Dear Alan, all Perhaps I didn't read your document carefully enough. It seems me now that there is no disagreement: both tracks will be pursued, and they will hopefully reinforce each other. Best, Yrjö ________________________________ From: Alan Greenberg <alan.greenberg@mcgill.ca> Sent: Friday, November 4, 2016 11:23 AM To: Olivier MJ Crepin-Leblond; Yrjö Länsipuro; Veronica Cretu Cc: ALAC Subject: Re: [ALAC] Document for discussion during Friday's ALS Expectations session Yrjö and Olivier and others, If you read my suggestion as giving up on the original intent, then I obviously did not make it sufficiently clear. What I am saying is that it is unrealistic to expect effective input from ALS members and ALSes unless we lay the groundwork and provide them with palatable, comprehensible input. And in my mind, it is critical to do that not only to the ALS representative, but to the wider ALS membership. If we do that, Then over time we will have an increasing number (and hopefully large number) of ALS members who become active in our WGs and processes. Along the way, we are also increasing awareness of ICANN and its issues, even among those who do not become "converts". Perhaps that makes us unpaid part of ICANN's communications team, but since I envisage ICANN staff being the prime source of our outgoing missives, I am not sure that is a strong argument. We may well need additional staff capacity to do this, and that will require a strong direction from the ALAC. I completely agree that such things as understanding the competencies of ALSes and ALS members is critical (as opposed to just the competencies of the ALS representatives). You will note that I did mention that some ALSes with particular competencies might be treated differently. Alan At 03/11/2016 03:36 PM, Olivier MJ Crepin-Leblond wrote:
Dear Alan,
On 02/11/2016 19:58, Yrjö Länsipuro wrote:
I wholeheartedly agree that the 200+ strong ALS network could and should be used more for disseminating information about ICANN in their countries and regions. This ties in nicely with what I have understood to be Göran's focus on a more understandable grassroots communication of ICANN's new narrative.

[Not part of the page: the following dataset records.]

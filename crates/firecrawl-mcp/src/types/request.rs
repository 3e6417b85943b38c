//! MCP request parameter types.

use serde::{Deserialize, Serialize};
use serde_json::Value;

#[derive(Debug, Clone, Serialize, Deserialize)]
pub struct ToolCallParams {
    pub name: String,
    #[serde(default)]
    pub arguments: Option<Value>,
}

#[derive(Debug, Clone, Serialize, Deserialize)]
pub struct ResourceReadParams {
    pub uri: String,
}

#[derive(Debug, Clone, Serialize, Deserialize)]
pub struct PromptGetParams {
    pub name: String,
    #[serde(default)]
    pub arguments: Option<Value>,
}

/// Parameters of `notifications/cancelled`.
#[derive(Debug, Clone, Serialize, Deserialize)]
#[serde(rename_all = "camelCase")]
pub struct CancelledParams {
    pub request_id: Value,
    #[serde(default, skip_serializing_if = "Option::is_none")]
    pub reason: Option<String>,
}
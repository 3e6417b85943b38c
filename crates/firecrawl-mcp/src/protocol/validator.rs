//! JSON-RPC message validation.

use crate::types::{JsonRpcRequest, McpError, McpResult, JSONRPC_VERSION};

/// Validate that a JSON-RPC request is well-formed.
pub fn validate_request(request: &JsonRpcRequest) -> McpResult<()> {
    if request.jsonrpc != JSONRPC_VERSION {
        return Err(McpError::InvalidRequest(format!(
            "Expected jsonrpc version \"{JSONRPC_VERSION}\", got \"{}\"",
            request.jsonrpc
        )));
    }

    if request.method.trim().is_empty() {
        return Err(McpError::InvalidRequest(
            "Method name must not be empty".to_string(),
        ));
    }

    if let Some(params) = &request.params {
        if !params.is_object() && !params.is_array() && !params.is_null() {
            return Err(McpError::InvalidRequest(
                "params must be an object or an array".to_string(),
            ));
        }
    }

    Ok(())
}
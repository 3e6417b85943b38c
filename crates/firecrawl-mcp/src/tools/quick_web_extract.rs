//! Tool: quick_web_extract — Extract structured data and wait for it.

use serde::Deserialize;
use serde_json::{json, Value};

use firecrawl_core::FirecrawlClient;

use crate::types::{McpResult, ToolCallResult, ToolDefinition};

use super::support::{failure, parse_args};

#[derive(Debug, Deserialize)]
struct QuickExtractParams {
    urls: Vec<String>,
    #[serde(default)]
    schema: Option<Value>,
    #[serde(default)]
    prompt: Option<String>,
}

pub fn definition() -> ToolDefinition {
    ToolDefinition {
        name: "quick_web_extract".to_string(),
        description: Some(
            "Extract structured data from a few URLs and return it directly, keyed by URL. \
             Requires a schema or a prompt"
                .to_string(),
        ),
        input_schema: json!({
            "type": "object",
            "properties": {
                "urls": {
                    "type": "array",
                    "items": { "type": "string" },
                    "minItems": 1
                },
                "schema": {
                    "type": "object",
                    "description": "JSON Schema, or shorthand like {\"price\": \"number\"}"
                },
                "prompt": { "type": "string", "description": "What to extract" }
            },
            "required": ["urls"]
        }),
    }
}

pub async fn execute(args: Value, client: &FirecrawlClient) -> McpResult<ToolCallResult> {
    let params: QuickExtractParams = parse_args(args)?;
    let subject = format!("{} URLs", params.urls.len());

    match client
        .quick_web_extract(&params.urls, params.schema, params.prompt)
        .await
    {
        Ok(result) => {
            for url in &params.urls {
                if matches!(result.get(url.trim()), Some(Value::Null)) {
                    tracing::warn!("No data extracted from {}", url.trim());
                }
            }
            Ok(ToolCallResult::json(&result))
        }
        Err(e) => Ok(failure("quick_web_extract", &subject, e)),
    }
}
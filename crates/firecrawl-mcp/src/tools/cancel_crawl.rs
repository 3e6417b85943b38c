//! Tool: cancel_crawl — Ask the remote service to stop a crawl.

use serde::Deserialize;
use serde_json::Value;

use firecrawl_core::{Crawl, FirecrawlClient};

use crate::types::{McpResult, ToolCallResult, ToolDefinition};

use super::support::{failure, job_id, job_id_schema, parse_args};

#[derive(Debug, Deserialize)]
struct CancelParams {
    job_id: String,
}

pub fn definition() -> ToolDefinition {
    ToolDefinition {
        name: "cancel_crawl".to_string(),
        description: Some(
            "Cancel a running crawl job. Fails if the job has already finished".to_string(),
        ),
        input_schema: job_id_schema("crawl"),
    }
}

pub async fn execute(args: Value, client: &FirecrawlClient) -> McpResult<ToolCallResult> {
    let params: CancelParams = parse_args(args)?;
    let subject = format!("job {}", params.job_id);

    let result = match job_id::<Crawl>(&params.job_id) {
        Ok(id) => client.cancel_crawl(&id).await,
        Err(e) => Err(e),
    };

    match result {
        Ok(ack) => Ok(ToolCallResult::json(&ack)),
        Err(e) => Ok(failure("cancel_crawl", &subject, e)),
    }
}
//! Firecrawl core — typed async client for the Firecrawl scraping and crawling API.

pub mod client;
pub mod error;
pub mod types;
pub mod validation;

pub use client::{
    ClientConfig, FirecrawlClient, DEFAULT_API_URL, DEFAULT_TIMEOUT, QUICK_EXTRACT_CONCURRENCY,
};
pub use error::{FirecrawlError, FirecrawlResult};
pub use types::*;
pub use validation::{normalize_schema, validate_query, validate_url, validate_urls};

However, I would like to suggest that the original idea of having ALS's to contribute to the At Large advice development process, in spite of disappointments, would be kept alive and not seen as a dead end, to be replaced with the new communication/information orientation. I see the two as parallel and mutually reinforcing efforts. As you say, the new role of ALS's may make them more knowledgeable and help to fullfill the original target (ALS input into the advice processes.)
I completely agree with Yrjö.
As a RALO Chair, I object to becoming a mere unpaid part of ICANN's communication machine. If end users are to learn about ICANN's activities, it is because they need to be given the bylaw-mandated ability to bring their point of view into the ICANN processes. It is not because this is a hard task and because there are barriers, that we should give up. If we did, then we are literally giving up on the bottom-up multistakeholder model. We are ICANN's feet.
Rather than giving up on ALS input, we need to implement all of the recommendations which our ALSes have proposed when they met in London in June 2014. The policy management process system; the mapping of competencies in ALSes; the capacity building; the tracking of ICANN stakeholder input balancing, etc. - all of these are unfinished projects. All of these require time and work. All of these are cutting edge, because nobody else is doing this in the world.
Nobody.
We need to push the frontiers of what can be achieved in bottom-up, grassroots input.
We need to work smarter, not harder (TM CLO).
If a majority of ALAC representatives really believe that input from the grassroots is impossible, then may I suggest that we close down ALAC altogether and declare ICANN a failed experiment. ICANN version 1 was built on the promise that this was going to be a bottom-up organisation answering the needs of the Internet community at large. Version 2, after the failed 2001 elections, tried to introduce more stability but stripped ICANN of a vital end user influence. Version 2b brought At-Large back to the Board of Directors. Version 3, which you appear to propose, gives the green light to the Domain Industrial Complex to run the show unhindered and for the ALAC to become its willing propaganda dispensing puppet.
I'd rather have a root canal than follow this path.